コジェーヴによるヘーゲル読解の続き。今回取り上げる箇所はこれまで以上に、あるいは多少難解かも知れない。けれども実をいうと、そこで語られていることは決して難解でも何でもない。勿論、コジェーヴの力量による部分は大いにある。だがそれ以上にマルクス並びにハイデッガーによるヘーゲル読解の歴史に負う部分はもっと大量にある。測り知れないほどある。コジェーヴ自身、マルクス並びにハイデッガーによるヘーゲル読解から、その成果を大量に吸収した形跡を隠していない。むしろ逆に「丸出し」と呼んでも構わないほど惜しみなく披露している。
「以上のように、ヘーゲルが自己の哲学の大要を粗描した『精神現象学』の序文中の一節を分析するならば、この哲学において死の観念が果たしている本源的な役割が明らかになる。死の事実、或いは自己自身を意識する人間の有限性の事実をためらわずに受容することがヘーゲルの全思想の究極の源泉であり、彼の思想はもっぱらこの事実の現存在からそのすべての帰結を、最も隔たった帰結をも引き出しているのである」(コジェーヴ「ヘーゲル読解入門・P.374」国文社)
「この思想によれば、《人間》はまったくの尊厳を求める《闘争》の中でみずからの意志により死の危険を受け容れることによって初めて《自然的世界》の中に現われ、死を甘受しかつまた自己の言説により死を開示することによって、最期に《絶対知》或いは《知恵》に到達し、かくして《歴史》を仕上げるに至る。このような思想がヘーゲルに生まれたのは、彼が死の観念から思索を始め自己の《学》、『絶対的』哲学を練り上げたからであり、このような学だけが、自己の有限性を意識し、時に自在にこの有限性に対処する有限な存在者が《世界》に現存在するという事実を哲学的に説明しうると見て取ったからである」(コジェーヴ「ヘーゲル読解入門・P.374」国文社)
「死を開示する」、「自己の有限性を意識し」、などの専門用語。ハイデッガーからの強い影響がうかがえるに違いない。だからといって簡単にハイデッガー信者になってしまわないところは、さすがにコジェーヴの真面目さ、学者としての態度、ユーモア・センスなど様々な知性の引き出しの質の高さを思わせて余りある。

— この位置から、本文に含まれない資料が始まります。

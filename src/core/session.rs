//! Per-invocation decode context.

use std::collections::HashSet;

use super::config::DecodeConfig;
use crate::archive::{Archive, SignatureVerifier};
use crate::codec::direction::{DirectionCache, DirectionTable};
use crate::codec::keyframe::decode_ticks;
use crate::util::{Element, Quat, Result};

/// State owned by one decode of one archive.
///
/// Holds the configuration, the direction-table memo and the set of
/// warnings already emitted. Create one per archive decode and drop it
/// afterwards; it is not meant to be shared between threads.
#[derive(Debug)]
pub struct DecodeSession {
    config: DecodeConfig,
    table: DirectionTable,
    directions: DirectionCache,
    verifier: SignatureVerifier,
    warned: HashSet<String>,
}

impl Default for DecodeSession {
    fn default() -> Self {
        Self::new(DecodeConfig::default())
    }
}

impl DecodeSession {
    pub fn new(config: DecodeConfig) -> Self {
        Self {
            table: config.direction_table(),
            verifier: config.verifier(),
            config,
            directions: DirectionCache::new(),
            warned: HashSet::new(),
        }
    }

    #[inline]
    pub fn config(&self) -> &DecodeConfig {
        &self.config
    }

    #[inline]
    pub fn direction_table(&self) -> &DirectionTable {
        &self.table
    }

    #[inline]
    pub fn direction_cache(&self) -> &DirectionCache {
        &self.directions
    }

    #[inline]
    pub fn verifier(&self) -> &SignatureVerifier {
        &self.verifier
    }

    /// Log `message` at warn level the first time `key` is seen.
    ///
    /// Returns `true` if the warning was emitted.
    pub fn warn_once(&mut self, key: &str, message: impl FnOnce() -> String) -> bool {
        if self.warned.contains(key) {
            tracing::trace!(key, "repeated warning suppressed");
            return false;
        }
        self.warned.insert(key.to_string());
        tracing::warn!("{}", message());
        true
    }

    /// Number of distinct warnings emitted so far.
    #[inline]
    pub fn warning_count(&self) -> usize {
        self.warned.len()
    }

    /// Decode a direction-table rotation stream through the session memo.
    pub fn decode_directions<T: Element>(&mut self, raw: &[T]) -> Result<Vec<Quat>> {
        self.table.decode(raw, &mut self.directions)
    }

    /// Recast raw ticks and repair their ordering with the configured epsilon.
    pub fn decode_ticks<T: Element>(&self, raw: &[T]) -> Vec<f32> {
        decode_ticks(raw, self.config.tick_epsilon)
    }

    /// Verify every record when signature checks are enabled.
    ///
    /// Returns the number of records that failed.
    pub fn verify_archive(&self, archive: &mut Archive) -> usize {
        if !self.config.verify_signatures {
            tracing::debug!("signature checks disabled");
            return 0;
        }
        archive.verify_all(&self.verifier)
    }
}

#[cfg(test)]
mod tests {
    use super::*;
    use crate::archive::signature::tests::{sig_json, SCENE_PAYLOAD_SIG};
    use crate::archive::{ArchiveWriter, SignatureStatus};

    #[test]
    fn test_warn_once() {
        let mut session = DecodeSession::default();
        assert!(session.warn_once("missing:uv", || "uv channel missing".into()));
        assert!(!session.warn_once("missing:uv", || unreachable!()));
        assert!(session.warn_once("missing:color", || "color channel missing".into()));
        assert_eq!(session.warning_count(), 2);
    }

    #[test]
    fn test_direction_memo_shared_across_calls() {
        let mut session = DecodeSession::default();
        session.decode_directions(&[360u32, 0, 0]).unwrap();
        session.decode_directions(&[360u32, 0, 12]).unwrap();
        assert_eq!(session.direction_cache().len(), 1);
        assert_eq!(session.direction_cache().hits(), 1);
    }

    #[test]
    fn test_configured_resolution() {
        let config = DecodeConfig { direction_resolution: 4, ..Default::default() };
        let mut session = DecodeSession::new(config);
        assert_eq!(session.direction_table().resolution(), 4);
        assert!(session.decode_directions(&[5u8, 0, 0]).is_err());
    }

    #[test]
    fn test_ticks_use_configured_epsilon() {
        let config = DecodeConfig { tick_epsilon: 0.5, ..Default::default() };
        let session = DecodeSession::new(config);
        assert_eq!(session.decode_ticks(&[1u8, 1, 1]), vec![1.0, 1.5, 2.0]);
    }

    #[test]
    fn test_verify_archive_toggle() {
        let mut w = ArchiveWriter::new();
        w.add("scene", "application/json", b"scene payload", true);
        w.add("scene.sig", "application/json", &sig_json(&SCENE_PAYLOAD_SIG), false);
        w.add("other", "text/plain", b"x", false);
        let mut archive = Archive::open(&w.finish()).unwrap();

        let off = DecodeSession::new(DecodeConfig { verify_signatures: false, ..Default::default() });
        assert_eq!(off.verify_archive(&mut archive), 0);
        assert!(archive.signature_status("scene").is_none());

        let on = DecodeSession::default();
        assert_eq!(on.verify_archive(&mut archive), 1);
        assert_eq!(archive.signature_status("scene"), Some(SignatureStatus::Verified));
        assert_eq!(archive.signature_status("other"), Some(SignatureStatus::Missing));
    }
}
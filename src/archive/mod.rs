//! Scene archive container.
//!
//! An archive is a flat sequence of named, typed byte records. Each record
//! may be dictionary-compressed and may have a `<name>.sig` companion
//! carrying its signature.
//!
//! ## Record Layout
//!
//! ```text
//! +----------------------+
//! | Name + NUL           |  variable
//! +----------------------+
//! | Type + NUL           |  variable
//! +----------------------+
//! | Flags                |  4 bytes (u32 LE, bit 0 = compressed)
//! +----------------------+
//! | Compressed length    |  4 bytes (u32 LE)
//! +----------------------+
//! | Decompressed length  |  4 bytes (u32 LE)
//! +----------------------+
//! | Bytes                |  compressed length
//! +----------------------+
//! ```
//!
//! Records repeat until the buffer ends.

mod format;
pub mod lzw;
mod reader;
mod record;
pub(crate) mod signature;
mod writer;

pub use format::*;
pub use reader::*;
pub use record::*;
pub use signature::{rolling_hash, SignatureStatus, SignatureVerifier};
pub use writer::*;
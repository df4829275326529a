//! Compressed animation keyframe channels.
//!
//! Linear and quaternion channels store quantized increments axis-major
//! (all X, then all Y, ...). Decoding regroups them per keyframe,
//! dequantizes with `origin + raw * scale`, and sums them up. Quaternion
//! channels then chain the sums as relative rotations.
//!
//! Direction-table channels live in [`super::direction`].

use crate::util::{Element, Error, Quat, Result, Vec3, Vec4};

/// Default nudge applied to non-increasing ticks.
pub const DEFAULT_TICK_EPSILON: f32 = 0.001;

/// Force strictly increasing ticks.
///
/// A tick `<=` its (already repaired) predecessor becomes predecessor +
/// `epsilon`, or the next representable `f32` when `epsilon` is below the
/// predecessor's precision. Returns how many ticks were moved.
pub fn repair_ticks(ticks: &mut [f32], epsilon: f32) -> usize {
    let mut repaired = 0;
    for i in 1..ticks.len() {
        let prev = ticks[i - 1];
        if ticks[i] <= prev {
            let next = prev + epsilon;
            ticks[i] = if next > prev { next } else { prev.next_up() };
            repaired += 1;
        }
    }
    if repaired > 0 {
        tracing::trace!(repaired, total = ticks.len(), "non-increasing keyframe ticks repaired");
    }
    repaired
}

/// Recast raw ticks to `f32` and repair their ordering.
pub fn decode_ticks<T: Element>(raw: &[T], epsilon: f32) -> Vec<f32> {
    let mut ticks: Vec<f32> = raw.iter().map(|t| t.to_f32()).collect();
    repair_ticks(&mut ticks, epsilon);
    ticks
}

/// Regroup an axis-major stream of `N` components and dequantize it.
fn deinterleave<T: Element, const N: usize>(raw: &[T], origin: [f32; N], scale: [f32; N]) -> Result<Vec<[f32; N]>> {
    if raw.len() % N != 0 {
        return Err(Error::out_of_bounds(format!(
            "{} values do not split into {} axes",
            raw.len(),
            N
        )));
    }
    let count = raw.len() / N;
    Ok((0..count)
        .map(|k| std::array::from_fn(|axis| origin[axis] + raw[axis * count + k].to_f32() * scale[axis]))
        .collect())
}

/// Running sum over keyframes.
fn accumulate<const N: usize>(frames: &mut [[f32; N]], mut sum: [f32; N]) -> [f32; N] {
    for frame in frames.iter_mut() {
        for axis in 0..N {
            sum[axis] += frame[axis];
            frame[axis] = sum[axis];
        }
    }
    sum
}

/// Decode a linear Vec3 channel.
pub fn decode_linear_vec3<T: Element>(raw: &[T], origin: Vec3, scale: Vec3) -> Result<Vec<Vec3>> {
    let mut frames = deinterleave(raw, origin.to_array(), scale.to_array())?;
    accumulate(&mut frames, [0.0; 3]);
    Ok(frames.into_iter().map(Vec3::from_array).collect())
}

// ============================================================================
// Quaternion channels
// ============================================================================

/// State carried from one quaternion decode to the next.
///
/// `sum` is the running component sum, `product` the last absolute rotation.
#[derive(Clone, Copy, Debug, PartialEq)]
pub struct RotationAccumulator {
    pub sum: Vec4,
    pub product: Quat,
}

impl Default for RotationAccumulator {
    fn default() -> Self {
        Self { sum: Vec4::ZERO, product: Quat::IDENTITY }
    }
}

/// Decode a quaternion channel stored as `(x, y, z, w)` increments.
///
/// Each summed sample is a rotation relative to the previous keyframe:
/// `q[n] = q[n - 1] * q[n]`. Continue a channel split over several streams
/// by passing the returned accumulator to the next call.
pub fn decode_quaternion<T: Element>(
    raw: &[T],
    origin: Vec4,
    scale: Vec4,
    acc: RotationAccumulator,
) -> Result<(Vec<Quat>, RotationAccumulator)> {
    let mut frames = deinterleave(raw, origin.to_array(), scale.to_array())?;
    let sum = accumulate(&mut frames, acc.sum.to_array());

    let mut product = acc.product;
    let rotations = frames
        .into_iter()
        .map(|[x, y, z, w]| {
            product *= Quat::from_xyzw(x, y, z, w);
            product
        })
        .collect();

    Ok((rotations, RotationAccumulator { sum: Vec4::from_array(sum), product }))
}

#[cfg(test)]
mod tests {
    use super::*;
    use std::f32::consts::FRAC_PI_2;

    #[test]
    fn test_equal_ticks_repaired() {
        let mut ticks = vec![5.0, 5.0];
        assert_eq!(repair_ticks(&mut ticks, DEFAULT_TICK_EPSILON), 1);
        assert_eq!(ticks[0], 5.0);
        assert!((ticks[1] - 5.001).abs() < 1e-6);
        assert!(ticks[1] > ticks[0]);
    }

    #[test]
    fn test_tick_repair_is_cumulative() {
        let mut ticks = vec![5.0, 5.0, 5.0, 3.0, 8.0, 9.0];
        assert_eq!(repair_ticks(&mut ticks, 0.5), 3);
        assert_eq!(ticks, vec![5.0, 5.5, 6.0, 6.5, 8.0, 9.0]);
        assert!(ticks.windows(2).all(|w| w[0] < w[1]));
    }

    #[test]
    fn test_large_ticks_stay_increasing() {
        // 0.001 is below the f32 spacing at 100000
        let mut ticks = [100000.0f32, 100000.0, 100000.0, 99000.0];
        assert_eq!(repair_ticks(&mut ticks, DEFAULT_TICK_EPSILON), 3);
        assert!(ticks.windows(2).all(|w| w[0] < w[1]), "{:?}", ticks);
        assert!(ticks[3] - ticks[0] < 0.1);
    }

    #[test]
    fn test_increasing_ticks_untouched() {
        let ticks = decode_ticks(&[0u16, 1, 2, 40], DEFAULT_TICK_EPSILON);
        assert_eq!(ticks, vec![0.0, 1.0, 2.0, 40.0]);
        assert!(decode_ticks::<u16>(&[], DEFAULT_TICK_EPSILON).is_empty());
    }

    #[test]
    fn test_linear_vec3_deinterleave_and_sum() {
        // 3 keyframes: X = 1,1,1  Y = 0,2,2  Z = 4,0,0
        let raw = [1i16, 1, 1, 0, 2, 2, 4, 0, 0];
        let out = decode_linear_vec3(&raw, Vec3::ZERO, Vec3::splat(0.5)).unwrap();
        assert_eq!(out, vec![
            Vec3::new(0.5, 0.0, 2.0),
            Vec3::new(1.0, 1.0, 2.0),
            Vec3::new(1.5, 2.0, 2.0),
        ]);
    }

    #[test]
    fn test_linear_vec3_origin_applies_per_increment() {
        let raw = [0u8, 0];
        let out = decode_linear_vec3(&raw[..], Vec3::ONE, Vec3::ONE);
        assert!(out.is_err());

        let out = decode_linear_vec3(&[0u8, 0, 0, 0, 0, 0], Vec3::new(1.0, 0.0, -1.0), Vec3::ONE).unwrap();
        assert_eq!(out[1], Vec3::new(2.0, 0.0, -2.0));
    }

    #[test]
    fn test_quaternion_chain() {
        // one increment of a 90 degree turn about Z, then zero increments
        let (s, c) = (FRAC_PI_2 / 2.0).sin_cos();
        let quarter = [0.0, 0.0, s, c];
        let raw: Vec<f32> = (0..4).flat_map(|axis| [quarter[axis], 0.0]).collect();

        let (rots, acc) = decode_quaternion(&raw, Vec4::ZERO, Vec4::ONE, RotationAccumulator::default()).unwrap();
        assert_eq!(rots.len(), 2);
        // second sample repeats the relative turn: 180 degrees total
        let v = rots[1] * Vec3::X;
        assert!((v - Vec3::NEG_X).length() < 1e-5);
        assert_eq!(acc.product, rots[1]);

        // continuing the channel keeps turning
        let (more, _) = decode_quaternion(&[0.0f32, 0.0, 0.0, 0.0], Vec4::ZERO, Vec4::ONE, acc).unwrap();
        let v = more[0] * Vec3::X;
        assert!((v - Vec3::NEG_Y).length() < 1e-5);
    }

    #[test]
    fn test_quaternion_identity_stream() {
        let raw = [0u8, 0, 0, 0, 0, 0, 1, 0];
        let (rots, acc) = decode_quaternion(&raw, Vec4::ZERO, Vec4::ONE, RotationAccumulator::default()).unwrap();
        assert_eq!(rots, vec![Quat::IDENTITY, Quat::IDENTITY]);
        assert_eq!(acc.sum, Vec4::new(0.0, 0.0, 0.0, 1.0));
        assert!(decode_quaternion(&raw[..6], Vec4::ZERO, Vec4::ONE, acc).is_err());
    }
}
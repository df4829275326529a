//! scenepak CLI - Tool for inspecting and building scene archives.

use std::collections::BTreeMap;
use std::env;
use std::path::{Path, PathBuf};

use scenepak::archive::{Diagnostic, SignatureStatus};
use scenepak::prelude::*;
use tracing::{debug, info, trace};
use tracing_subscriber::EnvFilter;

const LEVEL_QUIET: &str = "error";
const LEVEL_INFO: &str = "info";
const LEVEL_DEBUG: &str = "debug";
const LEVEL_TRACE: &str = "trace";

/// Install the fmt subscriber. `RUST_LOG` wins over the command line level.
fn init_logging(level: &str) {
    let filter = EnvFilter::try_from_default_env().unwrap_or_else(|_| EnvFilter::new(level));
    tracing_subscriber::fmt()
        .with_env_filter(filter)
        .with_target(false)
        .with_writer(std::io::stderr)
        .init();
}

fn main() {
    let args: Vec<String> = env::args().collect();

    // Parse global flags
    let mut level = LEVEL_INFO;
    let mut config_path: Option<PathBuf> = None;
    let mut filtered_args: Vec<&str> = Vec::new();
    let mut iter = args[1..].iter();
    while let Some(arg) = iter.next() {
        match arg.as_str() {
            "-v" | "--verbose" => level = LEVEL_DEBUG,
            "-vv" | "--trace" => level = LEVEL_TRACE,
            "-q" | "--quiet" => level = LEVEL_QUIET,
            "--config" => match iter.next() {
                Some(path) => config_path = Some(PathBuf::from(path)),
                None => fail("--config needs a file argument"),
            },
            "-V" | "--version" => {
                print_version();
                return;
            }
            _ => filtered_args.push(arg),
        }
    }

    init_logging(level);

    if filtered_args.is_empty() {
        print_help();
        return;
    }

    let config = match &config_path {
        Some(path) => DecodeConfig::load(path).unwrap_or_else(|e| fail(&format!("{}: {}", path.display(), e))),
        None => DecodeConfig::load_default(),
    };
    trace!(?config, "decode configuration");

    match filtered_args[0] {
        // Info command - show archive summary
        "info" | "i" => {
            let path = require_arg(&filtered_args, 1, "scenepak info <file>");
            cmd_info(path);
        }

        // List command - record names, optionally filtered by type prefix
        "list" | "ls" | "l" => {
            let path = require_arg(&filtered_args, 1, "scenepak list <file> [type-prefix]");
            cmd_list(path, filtered_args.get(2).copied());
        }

        // Extract command - write one record to disk
        "extract" | "x" => {
            let path = require_arg(&filtered_args, 1, "scenepak extract <file> <record> [output]");
            let name = require_arg(&filtered_args, 2, "scenepak extract <file> <record> [output]");
            cmd_extract(path, name, filtered_args.get(3).copied());
        }

        // Verify command - check every record signature
        "verify" | "vf" => {
            let path = require_arg(&filtered_args, 1, "scenepak verify <file>");
            cmd_verify(path, &config);
        }

        // Pack command - build an archive from files
        "pack" | "p" => {
            let usage = "scenepak pack <output> [--compress] <files...>";
            let output = require_arg(&filtered_args, 1, usage);
            let compress = filtered_args.iter().any(|&s| s == "--compress" || s == "-c");
            let inputs: Vec<&str> = filtered_args[2..]
                .iter()
                .copied()
                .filter(|&s| s != "--compress" && s != "-c")
                .collect();
            if inputs.is_empty() {
                eprintln!("Error: no input files");
                eprintln!("Usage: {}", usage);
                std::process::exit(1);
            }
            cmd_pack(output, &inputs, compress);
        }

        // Help
        "help" | "h" | "-h" | "--help" => print_help(),

        // Default: if file exists, show info; otherwise error
        _ => {
            if Path::new(filtered_args[0]).exists() {
                cmd_info(filtered_args[0]);
            } else {
                eprintln!("Unknown command: {}", filtered_args[0]);
                eprintln!();
                print_help();
                std::process::exit(1);
            }
        }
    }
}

fn fail(msg: &str) -> ! {
    eprintln!("Error: {}", msg);
    std::process::exit(1);
}

fn require_arg<'a>(args: &[&'a str], index: usize, usage: &str) -> &'a str {
    match args.get(index) {
        Some(&arg) => arg,
        None => {
            eprintln!("Error: missing argument");
            eprintln!("Usage: {}", usage);
            std::process::exit(1);
        }
    }
}

fn print_version() {
    println!(
        "scenepak {} (built {} {})",
        env!("CARGO_PKG_VERSION"),
        env!("SCENEPAK_BUILD_DATE"),
        env!("SCENEPAK_BUILD_TIME")
    );
}

fn print_help() {
    println!("scenepak - scene archive toolkit");
    println!();
    println!("USAGE:");
    println!("    scenepak [OPTIONS] <COMMAND> [ARGS]");
    println!();
    println!("COMMANDS:");
    println!("    i, info    <file>                     Show record counts, sizes and diagnostics");
    println!("    l, list    <file> [type-prefix]       List records, e.g. 'image/'");
    println!("    x, extract <file> <record> [output]   Write one record's bytes to disk");
    println!("    vf, verify <file>                     Check record signatures");
    println!("    p, pack    <output> [-c] <files...>   Build an archive (-c compresses)");
    println!("    h, help                               Show this help");
    println!();
    println!("OPTIONS:");
    println!("    -v, --verbose      Show debug output");
    println!("    -vv, --trace       Show trace output (very verbose)");
    println!("    -q, --quiet        Only show errors");
    println!("    --config <file>    Decode configuration (JSON)");
    println!("    -V, --version      Show version");
    println!();
    println!("EXAMPLES:");
    println!("    scenepak info level.pak               # Quick overview");
    println!("    scenepak list level.pak image/        # All images");
    println!("    scenepak extract level.pak scene.json # Dump one record");
    println!("    scenepak pack out.pak -c a.json b.png # Build a compressed archive");
    println!();
    println!("NOTES:");
    println!("    - Passing an archive directly is equivalent to 'info'");
    println!("    - RUST_LOG overrides the -v/-q levels");
    if let Some(path) = DecodeConfig::default_path() {
        println!("    - Default config: {}", path.display());
    }
}

fn open_archive(path: &str) -> Archive {
    info!("Opening archive: {}", path);
    match Archive::open_path(path) {
        Ok(a) => a,
        Err(e) => {
            eprintln!("Failed to open {}: {}", path, e);
            std::process::exit(1);
        }
    }
}

fn cmd_info(path: &str) {
    let archive = open_archive(path);
    debug!("Archive opened successfully");

    let mut by_type: BTreeMap<&str, (usize, u64)> = BTreeMap::new();
    let mut total = 0u64;
    let mut stored = 0u64;
    let mut compressed = 0usize;
    for record in archive.records() {
        let entry = by_type.entry(record.type_name()).or_default();
        entry.0 += 1;
        entry.1 += record.len() as u64;
        total += record.len() as u64;
        stored += record.compressed_size() as u64;
        if record.is_compressed() {
            compressed += 1;
        }
    }

    println!("Archive: {}", path);
    println!("Records: {} ({} compressed)", archive.len(), compressed);
    println!("Size:    {} bytes ({} stored)", total, stored);
    println!();
    println!("Types:");
    for (ty, (count, bytes)) in &by_type {
        println!("  {:<32} {:>5} records {:>10} bytes", ty, count, bytes);
    }

    if !archive.diagnostics().is_empty() {
        println!();
        println!("Dropped records:");
        for diag in archive.diagnostics() {
            match diag {
                Diagnostic::Truncated { name, offset, needed, available } => println!(
                    "  {} at offset {}: truncated, {} of {} bytes",
                    name.as_deref().unwrap_or("<header>"),
                    offset,
                    available,
                    needed
                ),
                Diagnostic::DecompressionMismatch { name, expected, actual } => println!(
                    "  {}: decompressed to {} bytes, expected {}",
                    name, actual, expected
                ),
            }
        }
    }
}

fn cmd_list(path: &str, prefix: Option<&str>) {
    let archive = open_archive(path);
    let names: Vec<String> = match prefix {
        Some(p) => archive.list_by_type_prefix(p),
        None => archive.names().map(str::to_string).collect(),
    };
    debug!("{} records match", names.len());

    for name in &names {
        if let Some(record) = archive.get(name) {
            println!(
                "{:<40} {:<28} {:>10} {}",
                record.name(),
                record.type_name(),
                record.len(),
                if record.is_compressed() { "lzw" } else { "-" }
            );
        }
    }
}

fn cmd_extract(path: &str, name: &str, output: Option<&str>) {
    let mut archive = open_archive(path);
    let Some(record) = archive.extract(name) else {
        fail(&format!("no record named '{}'", name));
    };

    let out = match output {
        Some(o) => PathBuf::from(o),
        None => Path::new(name)
            .file_name()
            .map(PathBuf::from)
            .unwrap_or_else(|| PathBuf::from("record.bin")),
    };
    let len = record.len();
    if let Err(e) = std::fs::write(&out, record.into_bytes()) {
        fail(&format!("{}: {}", out.display(), e));
    }
    info!("Wrote {} bytes to {}", len, out.display());
}

fn cmd_verify(path: &str, config: &DecodeConfig) {
    let mut archive = open_archive(path);
    let verifier = config.verifier();
    let failures = archive.verify_all(&verifier);

    let mut counts: BTreeMap<&'static str, usize> = BTreeMap::new();
    let names: Vec<String> = archive.names().map(str::to_string).collect();
    for name in &names {
        let Some(status) = archive.signature_status(name) else {
            continue;
        };
        *counts.entry(status.name()).or_default() += 1;
        if status != SignatureStatus::Missing {
            println!("{:<10} {}", status.name(), name);
        }
    }

    println!();
    for (status, count) in &counts {
        println!("{:<10} {}", status, count);
    }
    if failures > 0 {
        info!("{} records did not verify (advisory only)", failures);
    }
}

fn guess_type(path: &Path) -> &'static str {
    match path
        .extension()
        .and_then(|e| e.to_str())
        .map(|e| e.to_ascii_lowercase())
        .as_deref()
    {
        Some("png") => "image/png",
        Some("jpg" | "jpeg") => "image/jpeg",
        Some("json" | "sig") => "application/json",
        Some("txt") => "text/plain",
        _ => "application/octet-stream",
    }
}

fn cmd_pack(output: &str, inputs: &[&str], compress: bool) {
    let mut writer = ArchiveWriter::new();
    for &input in inputs {
        let path = Path::new(input);
        let bytes = match std::fs::read(path) {
            Ok(b) => b,
            Err(e) => fail(&format!("{}: {}", input, e)),
        };
        let name = path
            .file_name()
            .and_then(|n| n.to_str())
            .unwrap_or(input);
        let ty = guess_type(path);
        debug!("Adding {} ({}, {} bytes)", name, ty, bytes.len());
        writer.add(name, ty, &bytes, compress);
    }

    if let Err(e) = writer.write_to(output) {
        fail(&format!("{}: {}", output, e));
    }
    info!("Wrote {} records to {}", writer.len(), output);
}
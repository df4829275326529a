//! Octahedral normal decoding.

use crate::util::{sign_not_zero, Element, Error, Result, Vec3};

/// Unfold a point of the `[-1, 1]^2` octahedral square to a unit vector.
#[inline]
pub fn octahedral_to_unit(x: f32, y: f32) -> Vec3 {
    let mut n = Vec3::new(x, y, 1.0 - x.abs() - y.abs());
    if n.z < 0.0 {
        let (ox, oy) = (n.x, n.y);
        n.x = sign_not_zero(ox) * (1.0 - oy.abs());
        n.y = sign_not_zero(oy) * (1.0 - ox.abs());
    }
    n.normalize_or_zero()
}

/// Decode interleaved `(u, v)` pairs into unit normals.
///
/// Components are scaled against the largest value in the whole array, not
/// a fixed bit width. An all-zero array decodes as if the maximum were 1.
pub fn decode_octahedral<T: Element>(pairs: &[T]) -> Result<Vec<Vec3>> {
    if pairs.len() % 2 != 0 {
        return Err(Error::out_of_bounds(format!(
            "octahedral stream has odd length {}",
            pairs.len()
        )));
    }
    let max = pairs.iter().map(|v| v.to_f32()).fold(0.0f32, f32::max);
    let max = if max > 0.0 { max } else { 1.0 };

    Ok(pairs
        .chunks_exact(2)
        .map(|p| {
            let x = (p[0].to_f32() / max).clamp(0.0, 1.0) * 2.0 - 1.0;
            let y = (p[1].to_f32() / max).clamp(0.0, 1.0) * 2.0 - 1.0;
            octahedral_to_unit(x, y)
        })
        .collect())
}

「このようにして、ヘーゲルの《絶対知》或いは《知恵》と、完全かつ決定的な無化として把握された死の意識的な受容とは不可分の一体をなしている。ヘーゲル自身、このきわめて重要な序文の他の一節においてこの点をはっきりと述べている。このまったく驚くべき一節を読むことによって初めて、ヘーゲルの思想の究極的な動機が捉えられ、その真実が把握され、それが及ぶ全域が理解されるのである。この一節の本文はおよそ次のように翻訳することができる。──†分離の活動は、《悟性》という、〔すなわち〕最も驚嘆に価し〔あらゆるもののうちで〕最も大きい威力、或いはむしろ絶対的な〔威力〕のもつ力であり労働である。それ自身のうちで完結し〔たままに〕安らい、そのもろもろの契機を、実体〔が保持する〕ように保持する円環は直接的な関係であり、したがって何ら驚嘆に値しない。だが、自己の周囲から分離された偶有的なものそのものが、かくして結び付けられたもので他の物との連関においてのみ客観的に実在するものが、独立の経験的-現存在と、分離され孤立した自由とを得るという〔こと〕は、《否定的なもの》のもつ驚くべき威力〔を表現している〕。それは、思惟の、純粋抽象-《自我》のエネルギーの致すところである。死とは──その非実在性をこのように呼ぼうとするならば──最も恐るべきものであり、死せるものを見据えることは、最も大きな力を要することである。力なき美は悟性を憎悪する。なぜならば、悟性は美には為しえないことを美に要求するからである。だが、《精神》の生は死の前に脅えその暴威から自己を守る生ではなく、死を耐え忍び死の中に自己を保つ生である。《精神》は絶対の分裂の中に自己自身を見いだして初めて自己の真理を得るのである。我々は或る事物について『これは何物でもない』とか『これは偽である』などと言い、〔そのようにして〕それを片付け何か他のものに移って行くが、精神がこの〔驚嘆すべき〕威力であるのは、そのように《否定的なもの》から眼をそらす《肯定的なもの》だからではない。そうではなく、《精神》がかかる威力であるのは、《否定的なもの》と面と向かいそれを凝視しその許に踏み留まることにのみよっている。このように踏み留まることが《否定的なもの》を所与-《存在》へと転ずる魔力である。この〔《精神》の威力つまり魔力〕は先ほど《主体》と呼ばれたものと同一のものである。すなわち主体は自己〔固有〕の境地のうちで特殊な規定に経験的現存在を与え、これによって抽象的《直接態》すなわち単に一般に《所与存在として現存在》するにすぎぬ《直接態》を弁証法的に揚棄し、この揚棄によって真の《実体》であるもの、〔すなわち〕所与《存在》或いは《直接的》でありながら、自己の外に《媒介》をもたず、それ自身がこの《媒介》であるところのものなのである。†──この一節の冒頭はやや謎めいているが、他の部分はまったく明快かつ一義的であり誤解の余地がない。この冒頭を把握するためには、以下の事柄を心に留めておかねばならない。すなわち、哲学とは《知恵》の追求であり、《知恵》とは自己意識の充溢である。したがって、《知恵》を渇望しそれを追い求めながら、ヘーゲルは、究極において、自己を、つまり在るがままの自己と自己のなすこととを自己自身及び他者に説明しようとしているのである」(コジェーヴ「ヘーゲル読解入門・P.374~376」国文社)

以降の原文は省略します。